(Stored data entries)
----------------------------------------

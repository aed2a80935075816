//! One engine worker: owns an engine process, pulls requests from the shared
//! queue, and replaces its engine whenever it hangs or dies.
//!
//! ## States
//! - `Starting`: engine spawned, waiting for its first prompt, replaying the
//!   init script. A slow handshake is logged and tolerated.
//! - `Idle`: stop flag checked, engine reset, queue polled.
//! - `Busy`: request written, reply assembled until one prompt per
//!   statement has arrived or the deadline passes.
//! - `Restarting`: old engine killed, new one spawned with backoff, init
//!   script replayed.
//! - `Stopped`: engine terminated, control loop returned.

use std::sync::atomic::{AtomicBool, Ordering};
use std::sync::Arc;
use std::time::{Duration, Instant};

use crossbeam_channel::{Receiver, RecvTimeoutError};

use crate::engine::protocol::count_statements;
use crate::engine::{EngineProcess, ReplyAssembler, RequestSanitizer};
use crate::error::{EngineError, Reply};
use crate::log::Logger;
use crate::pool::activity::{ActivityMap, WorkerState};
use crate::pool::{Job, PoolConfig};
use crate::{log_debug, log_error, log_info, log_warn};

/// Upper bound for the delay between failed spawn attempts
const MAX_SPAWN_BACKOFF: Duration = Duration::from_secs(5);

/// How long a stopping engine gets to exit after SIGTERM
const TERMINATE_GRACE: Duration = Duration::from_secs(1);

/// A worker and its exclusively owned engine.
pub struct EngineWorker {
    id: usize,
    name: String,
    config: Arc<PoolConfig>,
    process: Option<EngineProcess>,
    assembler: ReplyAssembler,
    sanitizer: RequestSanitizer,
    jobs: Receiver<Job>,
    stop: Arc<AtomicBool>,
    activity: ActivityMap,
    logger: Arc<dyn Logger>,
}

impl EngineWorker {
    /// Spawn the engine for worker `id`. The handshake runs later, on the
    /// worker's own thread, inside [`EngineWorker::run`].
    pub fn start(
        id: usize,
        config: Arc<PoolConfig>,
        sanitizer: RequestSanitizer,
        jobs: Receiver<Job>,
        stop: Arc<AtomicBool>,
        activity: ActivityMap,
        logger: Arc<dyn Logger>,
    ) -> Result<Self, EngineError> {
        let name = format!("engine-{}", id);
        activity.register(id);

        let process = match EngineProcess::spawn(&config.engine) {
            Ok(process) => process,
            Err(e) => {
                activity.set_state(id, WorkerState::Stopped);
                return Err(e);
            }
        };
        activity.set_pid(id, Some(process.pid()));
        log_debug!(logger, "{}: spawned engine pid {}", name, process.pid());

        Ok(Self {
            id,
            assembler: ReplyAssembler::new(name.clone(), logger.clone()),
            name,
            config,
            process: Some(process),
            sanitizer,
            jobs,
            stop,
            activity,
            logger,
        })
    }

    pub fn name(&self) -> &str {
        &self.name
    }

    /// Control loop. Returns once the stop flag is observed while idle or
    /// the queue is closed and empty.
    pub fn run(mut self) {
        self.activity.set_state(self.id, WorkerState::Starting);
        if let Err(e) = self.handshake() {
            log_warn!(self.logger, "{}: engine failed during startup: {}", self.name, e);
            self.restart();
        }

        log_info!(self.logger, "{}: processing requests", self.name);

        loop {
            if self.stopping() {
                break;
            }
            self.activity.set_state(self.id, WorkerState::Idle);

            if let Err(e) = self.reset() {
                log_warn!(self.logger, "{}: reset failed: {}", self.name, e);
                self.restart();
                continue;
            }

            match self.next_job() {
                Some(job) => self.serve(job),
                None => break,
            }
        }

        self.stop_engine();
        self.activity.set_state(self.id, WorkerState::Stopped);
        log_info!(self.logger, "{}: stopped", self.name);
    }

    fn stopping(&self) -> bool {
        self.stop.load(Ordering::SeqCst)
    }

    /// Wait for the first prompt, then replay the init script.
    ///
    /// Timeouts here are logged and tolerated; only a dead engine is an
    /// error.
    fn handshake(&mut self) -> Result<(), EngineError> {
        match self.read_reply(1) {
            Ok(_) => {}
            Err(EngineError::Timeout(after)) => {
                log_warn!(
                    self.logger,
                    "{}: no prompt after {:?} at startup, continuing",
                    self.name,
                    after
                );
            }
            Err(e) => return Err(e),
        }

        let init = self.config.init_script.clone();
        self.run_script(&init, true)
    }

    /// Send reset command and init script before taking the next request.
    fn reset(&mut self) -> Result<(), EngineError> {
        let script = [self.config.reset_command.trim(), self.config.init_script.trim()]
            .iter()
            .filter(|s| !s.is_empty())
            .copied()
            .collect::<Vec<_>>()
            .join("\n");
        self.run_script(&script, false)
    }

    /// Write `script` and discard its replies, waiting for one prompt per
    /// statement so none of them is mistaken for the next request's.
    ///
    /// With `tolerate_timeout` missing prompts are only logged.
    fn run_script(&mut self, script: &str, tolerate_timeout: bool) -> Result<(), EngineError> {
        let statements = count_statements(script);
        if statements == 0 {
            if !script.trim().is_empty() {
                log_warn!(self.logger, "{}: script has no terminated statement, not sent", self.name);
            }
            return Ok(());
        }

        self.assembler.reset();
        let process = self.process.as_mut().ok_or(EngineError::Exited)?;
        process.write(script)?;

        match self.read_reply(statements) {
            Ok(_) => Ok(()),
            Err(EngineError::Timeout(after)) if tolerate_timeout => {
                log_warn!(self.logger, "{}: init script not acknowledged after {:?}", self.name, after);
                Ok(())
            }
            Err(e) => Err(e),
        }
    }

    /// Poll the queue until a job arrives, the stop flag is set, or the
    /// queue is closed and drained.
    fn next_job(&self) -> Option<Job> {
        loop {
            if self.stopping() {
                return None;
            }
            match self.jobs.recv_timeout(self.config.poll_interval) {
                Ok(job) => return Some(job),
                Err(RecvTimeoutError::Timeout) => continue,
                Err(RecvTimeoutError::Disconnected) => return None,
            }
        }
    }

    fn serve(&mut self, job: Job) {
        self.activity.set_state(self.id, WorkerState::Busy);

        let request = self.sanitizer.sanitize(&job.request.text);
        log_debug!(
            self.logger,
            "{}: request (queued {:?}): {}",
            self.name,
            job.request.submitted_at.elapsed(),
            request
        );

        let (reply, restart) = match self.exchange(&request) {
            Ok(Some(result)) => (Reply::Output(result), false),
            Ok(None) => (Reply::NoOutput, false),
            Err(EngineError::Timeout(after)) => {
                log_info!(self.logger, "{}: request timed out after {:?}", self.name, after);
                (Reply::Timeout, true)
            }
            Err(e) => {
                let killed = self
                    .activity
                    .get(self.id)
                    .map_or(false, |a| a.killed_by_watchdog);
                if killed {
                    log_info!(self.logger, "{}: engine was killed by the watchdog", self.name);
                    (Reply::Timeout, true)
                } else {
                    log_warn!(self.logger, "{}: engine failed mid-request: {}", self.name, e);
                    (Reply::EngineExited, true)
                }
            }
        };

        // The client hears back before the engine is replaced; whatever the
        // old engine still prints dies with it.
        job.reply.send(reply);
        self.activity.record_completed(self.id);

        if restart {
            self.restart();
        }
    }

    /// Write one request and assemble its reply.
    ///
    /// A request holding several statements is complete after the last of
    /// their prompts; one without a terminator still waits for a prompt and
    /// so runs into the deadline. `Ok(None)` means the engine became ready
    /// without a result.
    fn exchange(&mut self, request: &str) -> Result<Option<String>, EngineError> {
        self.assembler.reset();
        let process = self.process.as_mut().ok_or(EngineError::Exited)?;
        process.write(request)?;
        self.read_reply(count_statements(request).max(1))
    }

    /// Feed engine output into the assembler until `prompts` ready prompts
    /// have arrived or the per-request timeout elapses. Every read is
    /// bounded, so the deadline holds against an engine that never stops
    /// printing.
    fn read_reply(&mut self, prompts: usize) -> Result<Option<String>, EngineError> {
        let timeout = self.config.timeout;
        let deadline = Instant::now() + timeout;
        let process = self.process.as_mut().ok_or(EngineError::Exited)?;

        loop {
            let now = Instant::now();
            if now >= deadline {
                self.assembler.reset();
                return Err(EngineError::Timeout(timeout));
            }

            let wait = self.config.poll_interval.min(deadline - now);
            let chunk = match process.read_available(wait) {
                Ok(chunk) => chunk,
                Err(e) => {
                    self.assembler.reset();
                    return Err(e);
                }
            };
            if chunk.is_empty() {
                continue;
            }

            self.assembler.feed(&chunk);
            if self.assembler.prompts() >= prompts {
                return Ok(self.assembler.finish());
            }
        }
    }

    /// Replace the engine. Retries spawning with backoff until it succeeds
    /// or the stop flag is set.
    fn restart(&mut self) {
        self.activity.set_state(self.id, WorkerState::Restarting);
        let mut backoff = self.config.poll_interval;

        loop {
            self.activity.record_restart(self.id);
            if let Some(mut old) = self.process.take() {
                let pid = old.pid();
                old.kill();
                log_info!(self.logger, "{}: killed engine pid {}", self.name, pid);
            }
            self.activity.set_pid(self.id, None);
            self.assembler.reset();

            match EngineProcess::spawn(&self.config.engine) {
                Ok(process) => {
                    log_info!(self.logger, "{}: started new engine pid {}", self.name, process.pid());
                    self.activity.set_pid(self.id, Some(process.pid()));
                    self.process = Some(process);

                    self.activity.set_state(self.id, WorkerState::Starting);
                    match self.handshake() {
                        Ok(()) => return,
                        Err(e) => {
                            log_warn!(self.logger, "{}: new engine failed handshake: {}", self.name, e);
                            self.activity.set_state(self.id, WorkerState::Restarting);
                        }
                    }
                }
                Err(e) => log_error!(self.logger, "{}: {}", self.name, e),
            }

            if !self.pause(backoff) {
                return;
            }
            backoff = (backoff * 2).min(MAX_SPAWN_BACKOFF);
        }
    }

    /// Sleep for `duration` in poll-sized slices. Returns false if the stop
    /// flag was raised meanwhile.
    fn pause(&self, duration: Duration) -> bool {
        let deadline = Instant::now() + duration;
        loop {
            if self.stopping() {
                return false;
            }
            let now = Instant::now();
            if now >= deadline {
                return true;
            }
            std::thread::sleep(self.config.poll_interval.min(deadline - now));
        }
    }

    fn stop_engine(&mut self) {
        if let Some(mut process) = self.process.take() {
            let pid = process.pid();
            match process.terminate(TERMINATE_GRACE) {
                Some(status) => log_debug!(self.logger, "{}: engine pid {} exited: {}", self.name, pid, status),
                None => log_warn!(self.logger, "{}: could not reap engine pid {}", self.name, pid),
            }
        }
        self.activity.set_pid(self.id, None);
    }
}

----------------------------------------

- Task description: Starting at the line above that contains "hangs or dies.", write out each line exactly until the line that contains "reset, queue polled." has been written, and stop there.

- Expected output:
//! queue, and replaces its engine whenever it hangs or dies.
//!
//! ## States
//! - `Starting`: engine spawned, waiting for its first prompt, replaying the
//!   init script. A slow handshake is logged and tolerated.
//! - `Idle`: stop flag checked, engine reset, queue polled.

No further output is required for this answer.